Saved data entries

╔══

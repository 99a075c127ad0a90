use greyscript_lang::compiler::{
    ast::{ExprKind, StmtKind},
    error::ParseError,
    parser::parse,
};

const INPUT: &str = r#"
Shape = {"name": "shape", "sides": 0}
Shape.describe = function(prefix="a")
    return prefix + " " + self.name
end function
// a comment
total = 0
for i in range(1, 10)
    if i % 3 == 0 then continue
    if i > 7 then
        break
    else if i == 5 then
        total -= 1
    else
        total += i
    end if
end for
while total > 0 and not done
    total = total - 4
end while
items = [1, -2, @Shape.describe, new Shape][1:]
print items[0], total
"#;

#[test]
fn test_parse_is_deterministic() {
    let (first, errors) = parse(INPUT);
    assert!(errors.is_empty(), "{errors:?}");
    let (second, _) = parse(INPUT);
    assert_eq!(first, second);
}

#[test]
fn test_display_reparses() {
    let (chunk, errors) = parse(INPUT);
    assert!(errors.is_empty(), "{errors:?}");
    let printed = chunk.to_string();
    let (reparsed, errors) = parse(&printed);
    assert!(errors.is_empty(), "{printed}\n{errors:?}");
    assert_eq!(reparsed.to_string(), printed);
}

#[test]
fn test_statement_kinds() {
    let (chunk, _) = parse(INPUT);
    let kinds: Vec<&str> = chunk
        .body
        .body
        .iter()
        .map(|stmt| match stmt.kind {
            StmtKind::Assign { .. } => "assign",
            StmtKind::Comment(_) => "comment",
            StmtKind::For { .. } => "for",
            StmtKind::While { .. } => "while",
            StmtKind::Expr(_) => "expr",
            _ => "other",
        })
        .collect();
    assert_eq!(
        kinds,
        vec![
            "assign", "assign", "comment", "assign", "for", "while", "assign", "expr"
        ]
    );
    // the comment keeps its line
    assert_eq!(chunk.body.body[2].line, 6);
}

#[test]
fn test_shortcut_if() {
    let (chunk, errors) = parse("if x then y = 1 else y = 2");
    assert!(errors.is_empty(), "{errors:?}");
    let StmtKind::If {
        clauses,
        alternate,
        shortcut,
    } = &chunk.body.body[0].kind
    else {
        panic!("expected an if statement");
    };
    assert!(shortcut);
    assert_eq!(clauses.len(), 1);
    assert_eq!(alternate.as_ref().map(|block| block.body.len()), Some(1));
    assert_eq!(chunk.to_string().trim(), "if x then y = 1 else y = 2");
}

#[test]
fn test_parenless_call_statement() {
    let (chunk, errors) = parse("print \"a\", 1\nprint(2)\nprint [3]");
    assert!(errors.is_empty(), "{errors:?}");
    let arities: Vec<usize> = chunk
        .body
        .body
        .iter()
        .map(|stmt| match &stmt.kind {
            StmtKind::Expr(expr) => match &expr.kind {
                ExprKind::Call { arguments, .. } => arguments.len(),
                _ => panic!("expected a call, found {expr}"),
            },
            _ => panic!("expected an expression statement"),
        })
        .collect();
    assert_eq!(arities, vec![2, 1, 1]);
}

#[test]
fn test_condition_operands() {
    let (chunk, _) = parse("if a.b == 1 and c then x = 1");
    let StmtKind::If { clauses, .. } = &chunk.body.body[0].kind else {
        panic!("expected an if statement");
    };
    let ExprKind::Logical { left, operands, .. } = &clauses[0].test.kind else {
        panic!("expected a logical test");
    };
    assert_eq!(operands.as_slice(), ["c"]);
    let ExprKind::Binary { operands, .. } = &left.kind else {
        panic!("expected a comparison");
    };
    assert_eq!(operands.as_slice(), ["a.b"]);
}

#[test]
fn test_debugger_statement() {
    let (chunk, _) = parse("x = 1\n// debugger\n");
    assert!(matches!(chunk.body.body[1].kind, StmtKind::Debugger));
    assert_eq!(chunk.body.body[1].line, 2);
}

#[test]
fn test_loop_control_outside_loop() {
    let (_, errors) = parse("break");
    assert!(matches!(
        errors.as_slice(),
        [ParseError::BreakOutsideLoop { location }] if location.lineno == 1
    ));

    // function bodies do not inherit the enclosing loop
    let (_, errors) = parse("while true\nf = function\ncontinue\nend function\nend while");
    assert!(matches!(
        errors.as_slice(),
        [ParseError::ContinueOutsideLoop { location }] if location.lineno == 3
    ));
}

#[test]
fn test_invalid_assign_target() {
    for input in ["1 = 2", "f(x) = 2", "a + b += 1"] {
        let (_, errors) = parse(input);
        assert!(
            matches!(errors.as_slice(), [ParseError::InvalidAssignTarget { .. }]),
            "{input}: {errors:?}"
        );
    }
}

#[test]
fn test_recovers_after_errors() {
    let (chunk, errors) = parse("x = )\ny = 1\nz = (");
    assert_eq!(errors.len(), 2, "{errors:?}");
    assert_eq!(errors[0].location().lineno, 1);
    assert!(chunk.body.body.iter().any(|stmt| stmt.to_string() == "y = 1"));
}

#[test]
fn test_unterminated_string() {
    let (_, errors) = parse("x = \"abc");
    assert!(matches!(errors.first(), Some(ParseError::Lex(_))));
}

╚══

▶ **Task details**: Every line above that includes the word "total" should be listed.

▶ **Response area**:
total = 0
        total -= 1
        total += i
while total > 0 and not done
    total = total - 4
print items[0], total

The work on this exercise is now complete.